Originally Posted by
Sink r8
I'm more... repulsed. I'm not an MEC-hater, but I don't want my compensation to come from funds they receive. I want it to come from equipment I fly. Any "compensation" we get in JV's need to come back to us in other forms, i.e. jobs elsewhere. If they want relief somewhere, they pay it elsewhere.
If all we ant are cash payouts from granting relief, we could simply have one multi-millionaire "Delta Pilot", and outsource everything else.
This is why ALL parts of the contract (or LOA or whatever) are important and need to be understood by the membership. I personally love the idea of gaining a percentage of the revenue, but I would vote no if it came without strong scope protections.
The fact is that the company will want more globalization, and some of that could be good for us as pilots. It is the job of our MEC to determine what will benefit us and what will not. When they decide to negotiate with the company to enter into a JV, it then becomes their job to extract as much value for our pilots as is reasonably possible. In the past this has come in the form of promises of more flying and a better balance sheet so that we can get better value in future contracts. The results have varied depending on who you talk to and are quite honestly hard (for the average line pilot) to quantify.

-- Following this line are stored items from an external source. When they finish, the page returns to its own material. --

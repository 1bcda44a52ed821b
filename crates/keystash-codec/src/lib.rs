//! Typed value encoding for keystash entries.
//!
//! Entries hold opaque bytes. This crate layers typed values on top of them
//! through the [`StoredValue`] trait:
//!
//! - raw bytes and UTF-8 strings are stored bare,
//! - numbers and booleans are stored as a boxed [`NumberBox`],
//! - structured values are stored as [`Archived`] objects.
//!
//! Boxed numbers and archived objects are framed by a versioned
//! [`Envelope`] so the format can evolve without misreading old entries.

pub mod envelope;
pub mod error;
pub mod number;
pub mod value;

pub use envelope::{Envelope, PayloadTag, MAGIC, VERSION};
pub use error::{CodecError, CodecResult};
pub use number::NumberBox;
pub use value::{Archived, StoredValue};
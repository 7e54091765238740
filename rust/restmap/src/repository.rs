use crate::collection::EntityCollection;
use crate::entity::Entity;
use crate::error::{RestmapError, Result};
use crate::manager::EntityManager;
use crate::mapping::EntityMapping;
use crate::query::QueryBuilder;
use crate::value::{Identifier, PropertyValue};
use std::rc::Rc;

pub type Filter = Vec<(String, PropertyValue)>;

/// How [`EntityRepository::find_one`] locates an entity.
#[derive(Debug, Clone)]
pub enum Lookup {
    Id(Identifier),
    Filter(Filter),
}

impl Lookup {
    pub fn filter<K, V>(conditions: impl IntoIterator<Item = (K, V)>) -> Self
    where
        K: Into<String>,
        V: Into<PropertyValue>,
    {
        Lookup::Filter(
            conditions
                .into_iter()
                .map(|(k, v)| (k.into(), v.into()))
                .collect(),
        )
    }
}

impl From<Identifier> for Lookup {
    fn from(value: Identifier) -> Self {
        Lookup::Id(value)
    }
}

impl From<i64> for Lookup {
    fn from(value: i64) -> Self {
        Lookup::Id(value.into())
    }
}

impl From<i32> for Lookup {
    fn from(value: i32) -> Self {
        Lookup::Id(value.into())
    }
}

impl From<&str> for Lookup {
    fn from(value: &str) -> Self {
        Lookup::Id(value.into())
    }
}

impl From<Filter> for Lookup {
    fn from(value: Filter) -> Self {
        Lookup::Filter(value)
    }
}

/// Application-facing reads and deletes for one entity type.
#[derive(Debug, Clone)]
pub struct EntityRepository {
    manager: EntityManager,
    mapping: Rc<EntityMapping>,
}

impl EntityRepository {
    pub(crate) fn new(manager: EntityManager, mapping: Rc<EntityMapping>) -> Self {
        Self { manager, mapping }
    }

    pub fn entity_type(&self) -> &str {
        self.mapping.entity_type()
    }

    pub fn name(&self) -> &str {
        self.mapping.repository_name()
    }

    pub fn mapping(&self) -> &Rc<EntityMapping> {
        &self.mapping
    }

    pub fn query_builder(&self) -> QueryBuilder {
        self.manager.query_builder()
    }

    /// Entities matching `filter`. Without a page the result fetches
    /// further pages lazily.
    pub fn find<K, V>(
        &self,
        filter: impl IntoIterator<Item = (K, V)>,
        page: Option<u32>,
        per_page: Option<u32>,
    ) -> Result<EntityCollection>
    where
        K: Into<String>,
        V: Into<PropertyValue>,
    {
        let mut builder = self.query_builder().get(self.entity_type()).where_(filter);
        if let Some(page) = page {
            builder = builder.page(page, per_page.unwrap_or(0));
        }
        builder.get_query()?.get_result()
    }

    pub fn find_all(&self) -> Result<EntityCollection> {
        self.find(Filter::new(), None, None)
    }

    pub fn find_one(&self, lookup: impl Into<Lookup>) -> Result<Option<Entity>> {
        let filter = match lookup.into() {
            Lookup::Id(identifier) => {
                let spec = self.mapping.identifier().ok_or_else(|| {
                    RestmapError::InvalidIdentifier {
                        entity_type: self.entity_type().to_string(),
                        reason: "type declares no identifier".to_string(),
                    }
                })?;
                vec![(spec.name.clone(), PropertyValue::from(identifier))]
            }
            Lookup::Filter(filter) => filter,
        };

        self.query_builder()
            .get(self.entity_type())
            .where_(filter)
            .get_query()?
            .get_single_result()
    }

    /// Issues a filtered DELETE.
    pub fn remove<K, V>(&self, filter: impl IntoIterator<Item = (K, V)>) -> Result<()>
    where
        K: Into<String>,
        V: Into<PropertyValue>,
    {
        let query = self
            .query_builder()
            .delete(self.entity_type())
            .where_(filter)
            .get_query()?;
        tracing::debug!(entity_type = %self.entity_type(), filter = ?query.filter(), "removing by filter");
        query.execute()?;
        Ok(())
    }
}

If the next time around we can score job/scope protections
as well as a cut of the revenue it could mean thousands, if not tens of thousands, of dollars for each pilot. Each one of these JV's are worth billions to the company and DALPA has some considerable leverage when negotiating to allow one. Would the company jeopardize a multi-billion dollar deal because they don't want to pay the pilots 1 or 2% of that. I don't know, but I would like to see us tip-toe up to that line. You get nothing if you ask for nothing. I don't think anyone is trying to sell scope, just get the maximum value out of what our MEC has decided will be our course of action.